▶ _What the exercise asks_: Each line of the records below that holds "models" should be returned.

▶ _Records from a data collection_:

== Segment start ==

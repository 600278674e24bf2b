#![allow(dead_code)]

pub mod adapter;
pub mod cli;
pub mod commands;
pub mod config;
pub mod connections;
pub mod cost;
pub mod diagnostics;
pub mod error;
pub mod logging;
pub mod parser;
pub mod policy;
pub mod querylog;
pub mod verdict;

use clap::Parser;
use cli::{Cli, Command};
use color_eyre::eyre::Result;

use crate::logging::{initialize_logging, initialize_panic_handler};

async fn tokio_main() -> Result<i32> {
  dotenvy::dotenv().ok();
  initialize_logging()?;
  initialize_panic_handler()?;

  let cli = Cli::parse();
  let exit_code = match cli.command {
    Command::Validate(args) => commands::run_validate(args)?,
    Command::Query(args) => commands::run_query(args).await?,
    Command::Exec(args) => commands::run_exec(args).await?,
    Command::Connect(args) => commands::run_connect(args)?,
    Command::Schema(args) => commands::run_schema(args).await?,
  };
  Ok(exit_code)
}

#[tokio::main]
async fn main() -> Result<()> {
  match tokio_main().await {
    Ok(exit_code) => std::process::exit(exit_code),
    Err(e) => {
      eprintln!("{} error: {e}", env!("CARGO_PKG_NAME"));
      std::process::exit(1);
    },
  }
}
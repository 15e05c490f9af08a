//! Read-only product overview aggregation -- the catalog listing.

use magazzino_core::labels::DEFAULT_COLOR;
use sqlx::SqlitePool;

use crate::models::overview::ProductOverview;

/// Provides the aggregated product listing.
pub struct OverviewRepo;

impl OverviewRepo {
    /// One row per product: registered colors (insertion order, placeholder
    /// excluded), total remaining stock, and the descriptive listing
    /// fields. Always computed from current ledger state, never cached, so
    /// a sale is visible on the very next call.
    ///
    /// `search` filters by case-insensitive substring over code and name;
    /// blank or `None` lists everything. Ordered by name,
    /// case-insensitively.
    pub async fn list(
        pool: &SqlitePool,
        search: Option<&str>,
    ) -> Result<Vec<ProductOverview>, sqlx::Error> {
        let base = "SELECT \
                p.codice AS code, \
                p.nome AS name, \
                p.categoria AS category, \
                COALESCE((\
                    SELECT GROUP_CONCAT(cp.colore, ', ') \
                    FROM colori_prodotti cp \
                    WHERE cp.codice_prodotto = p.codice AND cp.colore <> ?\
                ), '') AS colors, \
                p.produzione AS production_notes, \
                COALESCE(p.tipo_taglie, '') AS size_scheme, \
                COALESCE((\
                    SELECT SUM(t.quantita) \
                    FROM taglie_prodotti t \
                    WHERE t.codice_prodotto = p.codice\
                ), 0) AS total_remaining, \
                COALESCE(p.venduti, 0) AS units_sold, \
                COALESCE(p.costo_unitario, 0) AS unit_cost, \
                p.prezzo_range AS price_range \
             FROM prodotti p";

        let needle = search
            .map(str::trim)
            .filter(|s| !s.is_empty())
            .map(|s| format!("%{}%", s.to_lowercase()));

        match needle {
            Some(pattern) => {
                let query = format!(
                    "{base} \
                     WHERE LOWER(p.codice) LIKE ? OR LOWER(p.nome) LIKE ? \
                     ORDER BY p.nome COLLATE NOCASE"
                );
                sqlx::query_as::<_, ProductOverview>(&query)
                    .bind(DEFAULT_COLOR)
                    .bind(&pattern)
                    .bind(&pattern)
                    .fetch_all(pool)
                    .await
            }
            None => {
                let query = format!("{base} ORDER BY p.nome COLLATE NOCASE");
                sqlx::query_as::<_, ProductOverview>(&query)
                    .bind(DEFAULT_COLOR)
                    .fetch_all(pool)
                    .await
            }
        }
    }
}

== Segment end ==
== Segment start ==

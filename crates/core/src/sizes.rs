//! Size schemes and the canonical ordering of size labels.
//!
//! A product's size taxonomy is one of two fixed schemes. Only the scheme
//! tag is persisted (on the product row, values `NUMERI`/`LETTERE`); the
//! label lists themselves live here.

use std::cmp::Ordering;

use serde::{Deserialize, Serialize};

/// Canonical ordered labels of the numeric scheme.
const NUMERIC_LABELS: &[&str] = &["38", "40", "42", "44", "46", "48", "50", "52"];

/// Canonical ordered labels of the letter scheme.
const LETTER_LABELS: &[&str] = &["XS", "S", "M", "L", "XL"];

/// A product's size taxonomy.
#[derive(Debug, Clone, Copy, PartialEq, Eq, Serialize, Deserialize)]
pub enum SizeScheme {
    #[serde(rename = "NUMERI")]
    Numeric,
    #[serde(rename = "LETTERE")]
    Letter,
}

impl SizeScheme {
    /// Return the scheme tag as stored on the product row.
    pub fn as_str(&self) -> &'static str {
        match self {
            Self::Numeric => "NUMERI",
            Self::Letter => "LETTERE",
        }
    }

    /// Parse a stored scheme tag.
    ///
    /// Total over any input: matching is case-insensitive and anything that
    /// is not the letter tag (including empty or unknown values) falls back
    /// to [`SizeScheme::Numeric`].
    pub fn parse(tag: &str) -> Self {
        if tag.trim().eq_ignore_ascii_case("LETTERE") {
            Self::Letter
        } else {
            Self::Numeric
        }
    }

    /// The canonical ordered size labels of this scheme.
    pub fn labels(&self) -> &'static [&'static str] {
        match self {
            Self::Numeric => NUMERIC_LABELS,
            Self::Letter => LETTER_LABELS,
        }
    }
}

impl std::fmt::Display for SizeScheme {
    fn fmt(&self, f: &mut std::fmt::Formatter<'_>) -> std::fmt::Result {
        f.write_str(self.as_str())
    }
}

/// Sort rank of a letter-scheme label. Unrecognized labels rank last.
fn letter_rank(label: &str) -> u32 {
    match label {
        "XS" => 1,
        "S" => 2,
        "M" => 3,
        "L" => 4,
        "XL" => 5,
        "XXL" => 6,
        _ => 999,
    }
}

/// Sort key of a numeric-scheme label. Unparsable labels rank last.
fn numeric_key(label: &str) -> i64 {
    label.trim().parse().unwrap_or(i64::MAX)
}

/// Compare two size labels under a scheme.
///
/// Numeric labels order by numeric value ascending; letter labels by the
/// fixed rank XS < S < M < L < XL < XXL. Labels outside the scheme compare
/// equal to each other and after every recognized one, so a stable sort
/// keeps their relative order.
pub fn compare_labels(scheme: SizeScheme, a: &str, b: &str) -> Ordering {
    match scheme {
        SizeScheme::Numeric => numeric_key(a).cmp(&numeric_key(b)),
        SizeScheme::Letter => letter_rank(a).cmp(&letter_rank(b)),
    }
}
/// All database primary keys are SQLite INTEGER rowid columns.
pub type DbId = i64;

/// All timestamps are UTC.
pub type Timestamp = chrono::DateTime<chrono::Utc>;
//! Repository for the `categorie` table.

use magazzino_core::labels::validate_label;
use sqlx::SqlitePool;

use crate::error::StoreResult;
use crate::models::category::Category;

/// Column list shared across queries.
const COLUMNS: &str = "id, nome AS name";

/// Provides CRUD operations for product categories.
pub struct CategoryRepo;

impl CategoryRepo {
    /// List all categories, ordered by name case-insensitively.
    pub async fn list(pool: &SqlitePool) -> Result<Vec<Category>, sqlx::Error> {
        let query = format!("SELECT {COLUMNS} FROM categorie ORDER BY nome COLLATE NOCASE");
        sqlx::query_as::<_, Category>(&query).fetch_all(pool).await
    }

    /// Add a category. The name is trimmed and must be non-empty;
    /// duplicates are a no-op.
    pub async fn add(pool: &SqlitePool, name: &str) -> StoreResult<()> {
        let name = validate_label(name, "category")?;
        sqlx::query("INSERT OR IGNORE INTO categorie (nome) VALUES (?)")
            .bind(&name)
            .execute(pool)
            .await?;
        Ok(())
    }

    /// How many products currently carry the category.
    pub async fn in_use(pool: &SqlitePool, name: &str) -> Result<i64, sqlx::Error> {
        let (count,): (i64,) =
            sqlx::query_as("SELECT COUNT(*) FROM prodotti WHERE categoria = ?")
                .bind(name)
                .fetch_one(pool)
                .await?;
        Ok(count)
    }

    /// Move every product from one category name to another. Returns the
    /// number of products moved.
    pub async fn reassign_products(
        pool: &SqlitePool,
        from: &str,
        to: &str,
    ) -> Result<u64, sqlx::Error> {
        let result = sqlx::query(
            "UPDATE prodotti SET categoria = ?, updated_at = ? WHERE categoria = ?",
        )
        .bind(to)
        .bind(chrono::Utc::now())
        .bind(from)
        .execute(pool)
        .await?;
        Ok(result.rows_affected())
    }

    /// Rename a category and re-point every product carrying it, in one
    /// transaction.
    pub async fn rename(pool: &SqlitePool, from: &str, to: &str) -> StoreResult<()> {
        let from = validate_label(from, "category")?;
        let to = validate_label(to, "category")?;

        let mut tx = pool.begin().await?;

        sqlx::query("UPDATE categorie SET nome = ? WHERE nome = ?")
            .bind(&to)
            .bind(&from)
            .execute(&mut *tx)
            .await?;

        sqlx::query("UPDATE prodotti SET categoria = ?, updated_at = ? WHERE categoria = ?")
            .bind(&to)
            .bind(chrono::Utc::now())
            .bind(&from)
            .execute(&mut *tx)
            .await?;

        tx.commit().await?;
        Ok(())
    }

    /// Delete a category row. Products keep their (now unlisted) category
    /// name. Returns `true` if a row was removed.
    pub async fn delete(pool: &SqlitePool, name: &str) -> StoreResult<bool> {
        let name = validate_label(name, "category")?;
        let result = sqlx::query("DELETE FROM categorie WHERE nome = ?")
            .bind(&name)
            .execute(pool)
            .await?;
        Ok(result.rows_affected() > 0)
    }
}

== Segment end ==

▶ _Solution to this problem_:
use crate::models::overview::ProductOverview;
use crate::models::category::Category;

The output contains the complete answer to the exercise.